No lloréis

No lloréis


Ignacio Alonso
Coach certificado por ICF
ignacio@cambyo.es

Asistí hace un tiempo a una ponencia en la que una persona de éxito contaba la historia de cómo había logrado alcanzar sus objetivos en el ámbito laboral. Reconoció que, en algunos momentos, a lo largo de su carrera, había sentido tristeza, rabia e impotencia, y que había llorado, pero nunca en público. Lo dijo dos veces seguidas, la segunda clavando contundente la mirada sobre los que, sentados, la escuchábamos con atención: “Nunca en público. Nunca en público”. Como si ese fuera el mejor consejo que pudiera darnos: que nunca nos vean llorar.

En mis sesiones de coaching, en ocasiones, la persona a la que acompaño en su diálogo interno se emociona y llora. No son pocos los que se disculpan al hacerlo. Yo me pregunto… ¿Pero qué narices nos pasa con llorar?

PERMITIDME UN JUEGO: 

Asistí hace un tiempo a una ponencia en la que una persona de éxito contaba cómo había logrado alcanzar sus objetivos. Reconoció que en algunos momentos había sentido alegría y había reído, pero advirtió: nunca hay que hacerlo en público. En mis sesiones de coaching, en ocasiones, la persona a la que acompaño llega a una conclusión que le alegra y ríe, no son pocos los que se disculpan al hacerlo…

¿Qué os parece?

¿Imagináis que estuviéramos condenando a una expresión emocional como la risa al ámbito privado?, ¿que la creyéramos motivo de vergüenza o un gesto descortés con el otro?, ¿que solo riéramos en muy contadas ocasiones muy, muy, justificadas cuando lo ocurrido fuera “lo suficientemente fuerte” como para que fuera razonable hacerlo?

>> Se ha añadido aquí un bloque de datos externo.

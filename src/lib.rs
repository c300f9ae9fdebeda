//! takeover: leveraged position engine.
//!
//! Library crate exposing all modules for use by integration tests
//! and the binary entry point.

pub mod amount;
pub mod api;
pub mod config;
pub mod engine;
pub mod ledger;
pub mod pricing;
pub mod types;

Pues lo estamos haciendo, lo estamos haciendo con el llanto. Lo reprimimos tanto, construimos unas presas tan altas y gruesas, tan sólidas y rígidas que, cuando lloramos, decimos que “nos derrumbamos”, “nos rompemos”, “nos venimos abajo”, mientras que, en cambio, cuando, ante una situación que juzgamos como muy triste o muy injusta, reprimimos el llanto decimos que nos mostramos “enteros».

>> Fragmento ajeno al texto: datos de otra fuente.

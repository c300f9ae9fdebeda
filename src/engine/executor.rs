//! Take execution.
//!
//! Turns a selection of scanned candidates into one aggregated take
//! instruction and hands it to the swap executor. Every precondition is
//! checked before anything is submitted; a failed swap leaves the selection
//! as it was so the caller can retry after fixing the cause.

use anyhow::Context;
use chrono::Utc;
use std::sync::Arc;
use tracing::{debug, info, warn};
use uuid::Uuid;

use super::eligibility::evaluate_position;
use super::scanner::CandidateBook;
use crate::amount::Amount;
use crate::ledger::{Ledger, Session, SwapExecutor, TokenAccounts};
use crate::types::{
    Address, Decimals, EngineError, PositionKey, SwapReceipt, TakeInstruction, TakePreview, TokenPair,
};

// ---------------------------------------------------------------------------
// Instruction building
// ---------------------------------------------------------------------------

/// Validate a take and build its instruction.
///
/// Checks run in order: non-empty selection, non-zero amount, amount
/// decimals, then allowance. `take_amount` is in debt decimals and
/// `min_amount_out` in collateral decimals. `allowance` is what the taker
/// has approved the router to spend in the debt token.
pub fn prepare_take(
    pair: &TokenPair,
    selection: &[PositionKey],
    take_amount: &Amount,
    min_amount_out: &Amount,
    allowance: &Amount,
    decimals: Decimals,
) -> Result<TakeInstruction, EngineError> {
    if selection.is_empty() {
        return Err(EngineError::invalid("selection", "no positions selected"));
    }
    if take_amount.is_zero() {
        return Err(EngineError::invalid("take_amount", "must be > 0"));
    }
    take_amount.ensure_decimals(decimals.debt, "take_amount")?;
    min_amount_out.ensure_decimals(decimals.collateral, "min_amount_out")?;
    if allowance.checked_cmp(take_amount, "allowance")?.is_lt() {
        return Err(EngineError::InsufficientAllowance {
            needed: *take_amount,
            available: *allowance,
        });
    }

    Ok(TakeInstruction {
        id: Uuid::new_v4(),
        token_in: pair.debt_token.clone(),
        token_out: pair.collateral_token.clone(),
        amount_in: *take_amount,
        min_amount_out: *min_amount_out,
        positions: selection.to_vec(),
    })
}

// ---------------------------------------------------------------------------
// Coordinator
// ---------------------------------------------------------------------------

/// Result of a successful take.
#[derive(Debug, Clone)]
pub struct TakeOutcome {
    pub instruction: TakeInstruction,
    pub receipt: SwapReceipt,
    pub dry_run: bool,
}

/// The taker's debt-token funds, as seen by the router.
#[derive(Debug, Clone, PartialEq, Eq)]
pub struct TakerFunds {
    pub balance: Amount,
    pub allowance: Amount,
}

/// Owns the taker's selection and drives a take through the swap executor.
pub struct TakeCoordinator {
    ledger: Arc<dyn Ledger>,
    swap: Arc<dyn SwapExecutor>,
    accounts: Arc<dyn TokenAccounts>,
    session: Arc<dyn Session>,
    book: Arc<CandidateBook>,
    /// Spender the allowance is checked against.
    router: Address,
    selection: Vec<PositionKey>,
    dry_run: bool,
}

impl TakeCoordinator {
    pub fn new(
        ledger: Arc<dyn Ledger>,
        swap: Arc<dyn SwapExecutor>,
        accounts: Arc<dyn TokenAccounts>,
        session: Arc<dyn Session>,
        book: Arc<CandidateBook>,
        router: Address,
        dry_run: bool,
    ) -> Self {
        Self {
            ledger,
            swap,
            accounts,
            session,
            book,
            router,
            selection: Vec::new(),
            dry_run,
        }
    }

    pub fn selection(&self) -> &[PositionKey] {
        &self.selection
    }

    pub fn clear_selection(&mut self) {
        self.selection.clear();
    }

    /// Add `key` to the selection, or remove it if already selected.
    ///
    /// Returns `true` when the key is selected afterwards. Only positions in
    /// the latest published scan can be added.
    pub async fn toggle(&mut self, key: PositionKey) -> Result<bool, EngineError> {
        if let Some(idx) = self.selection.iter().position(|k| *k == key) {
            self.selection.remove(idx);
            debug!(position = %key, "Deselected position");
            return Ok(false);
        }

        let listed = match self.book.latest().await {
            Some(report) => report.candidate(&key).is_some(),
            None => false,
        };
        if !listed {
            return Err(EngineError::PositionNotEligible {
                vault: key.vault,
                id: key.id,
                reason: "not in the latest scan".to_string(),
            });
        }

        debug!(position = %key, "Selected position");
        self.selection.push(key);
        Ok(true)
    }

    /// Take every selected position in one swap.
    ///
    /// Each selected position is re-checked against the latest scan at `now`
    /// and all must share one token pair. On success the selection is
    /// cleared; callers should rescan and re-read [`funds`](Self::funds).
    pub async fn execute(
        &mut self,
        take_amount: Amount,
        min_amount_out: Amount,
        now: i64,
    ) -> Result<TakeOutcome, EngineError> {
        if self.selection.is_empty() {
            return Err(EngineError::invalid("selection", "no positions selected"));
        }
        if take_amount.is_zero() {
            return Err(EngineError::invalid("take_amount", "must be > 0"));
        }

        let (pair, decimals) = self.validated_pair(now).await?;
        let caller = self.signer()?;

        let allowance = self
            .accounts
            .allowance(&pair.debt_token, &caller, &self.router)
            .await
            .map_err(|e| EngineError::ExecutionFailure(format!("allowance read failed: {e:#}")))?;

        let instruction = prepare_take(
            &pair,
            &self.selection,
            &take_amount,
            &min_amount_out,
            &allowance,
            decimals,
        )?;

        let receipt = if self.dry_run {
            info!(instruction = %instruction, "[DRY RUN] Would execute take");
            SwapReceipt::dry_run(&instruction)
        } else {
            info!(instruction = %instruction, caller = %caller, "Executing take");
            self.swap.execute(&instruction).await.map_err(|e| {
                warn!(id = %instruction.id, error = %e, "Swap execution failed");
                EngineError::ExecutionFailure(format!("{e:#}"))
            })?
        };

        info!(
            id = %instruction.id,
            tx = %receipt.tx_hash,
            positions = instruction.positions.len(),
            amount_in = %instruction.amount_in,
            "Take complete"
        );

        self.selection.clear();

        Ok(TakeOutcome {
            instruction,
            receipt,
            dry_run: self.dry_run,
        })
    }

    /// Approve the router to spend `amount` of the caller's `token`.
    ///
    /// Skipped in dry-run mode.
    pub async fn approve_router(&self, token: &Address, amount: &Amount) -> Result<(), EngineError> {
        if amount.is_zero() {
            return Err(EngineError::invalid("amount", "must be > 0"));
        }
        self.signer()?;

        if self.dry_run {
            info!(token = %token, amount = %amount, router = %self.router, "[DRY RUN] Would approve router");
            return Ok(());
        }
        self.accounts
            .approve(token, &self.router, amount)
            .await
            .map_err(|e| EngineError::ExecutionFailure(format!("approve failed: {e:#}")))?;
        info!(token = %token, amount = %amount, router = %self.router, "Router approved");
        Ok(())
    }

    /// What a take of `amount` would do to one position.
    pub async fn preview(&self, key: &PositionKey, amount: &Amount) -> anyhow::Result<TakePreview> {
        self.ledger
            .preview_take(&key.vault, key.id, amount)
            .await
            .with_context(|| format!("Failed to preview take of {amount} from {key}"))
    }

    /// The caller's balance and router allowance in `token`.
    pub async fn funds(&self, token: &Address) -> anyhow::Result<TakerFunds> {
        let caller = self.session.address();
        let (balance, allowance) = tokio::join!(
            self.accounts.balance(token, &caller),
            self.accounts.allowance(token, &caller, &self.router),
        );
        Ok(TakerFunds {
            balance: balance.context("Failed to read balance")?,
            allowance: allowance.context("Failed to read allowance")?,
        })
    }

    fn signer(&self) -> Result<Address, EngineError> {
        if !self.session.can_sign() {
            return Err(EngineError::ExecutionFailure(
                "session is not authorised to sign".to_string(),
            ));
        }
        Ok(self.session.address())
    }

    /// Re-check the selection against the latest scan and return its common
    /// pair with the pair's decimals.
    async fn validated_pair(&self, now: i64) -> Result<(TokenPair, Decimals), EngineError> {
        let report = self.book.latest().await;
        let mut pair: Option<(TokenPair, Decimals)> = None;

        for key in &self.selection {
            let candidate = report
                .as_ref()
                .and_then(|r| r.candidate(key))
                .ok_or_else(|| EngineError::PositionNotEligible {
                    vault: key.vault.clone(),
                    id: key.id,
                    reason: "not in the latest scan".to_string(),
                })?;

            let eligibility = evaluate_position(&candidate.position, now);
            if let Some(reason) = eligibility.rejection() {
                return Err(EngineError::PositionNotEligible {
                    vault: key.vault.clone(),
                    id: key.id,
                    reason: reason.to_string(),
                });
            }

            let this_pair = candidate.position.pair();
            match &pair {
                None => {
                    let decimals = Decimals {
                        collateral: candidate.position.collateral_amount.decimals(),
                        debt: candidate.position.debt_amount.decimals(),
                    };
                    pair = Some((this_pair, decimals));
                }
                Some((p, _)) if *p == this_pair => {}
                Some((p, _)) => {
                    return Err(EngineError::invalid(
                        "selection",
                        format!("mixed token pairs: {p} and {this_pair}"),
                    ));
                }
            }
        }

        pair.ok_or_else(|| EngineError::invalid("selection", "no positions selected"))
    }
}

// ---------------------------------------------------------------------------
// SwapReceipt helpers
// ---------------------------------------------------------------------------

impl SwapReceipt {
    /// Create a dry-run receipt (nothing submitted).
    pub fn dry_run(instruction: &TakeInstruction) -> Self {
        Self {
            tx_hash: format!("dry-run-{}", Uuid::new_v4()),
            instruction_id: instruction.id,
            amount_in: instruction.amount_in,
            timestamp: Utc::now(),
        }
    }
}

// ---------------------------------------------------------------------------
// Tests
// ---------------------------------------------------------------------------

Propongo un paradigma diferente, uno en el que llorar no signifique «derrumbarse», o dejar de estar «entero», si no que sirva para, por el contrario, dejar de estar «incompleto».  En el que llorar no sea una forma de expresión estigmatizada. En el que desvinculemos el lloro de la debilidad pues ¿acaso no se puede llorar y ser fuerte al mismo tiempo?

Si realmente creemos que todas las emociones son útiles, que las necesitamos a todas de la misma manera que un artesano necesita todas sus herramientas ¿debe seguir la expresión de una de ellas bajo el cerrojo del tabú?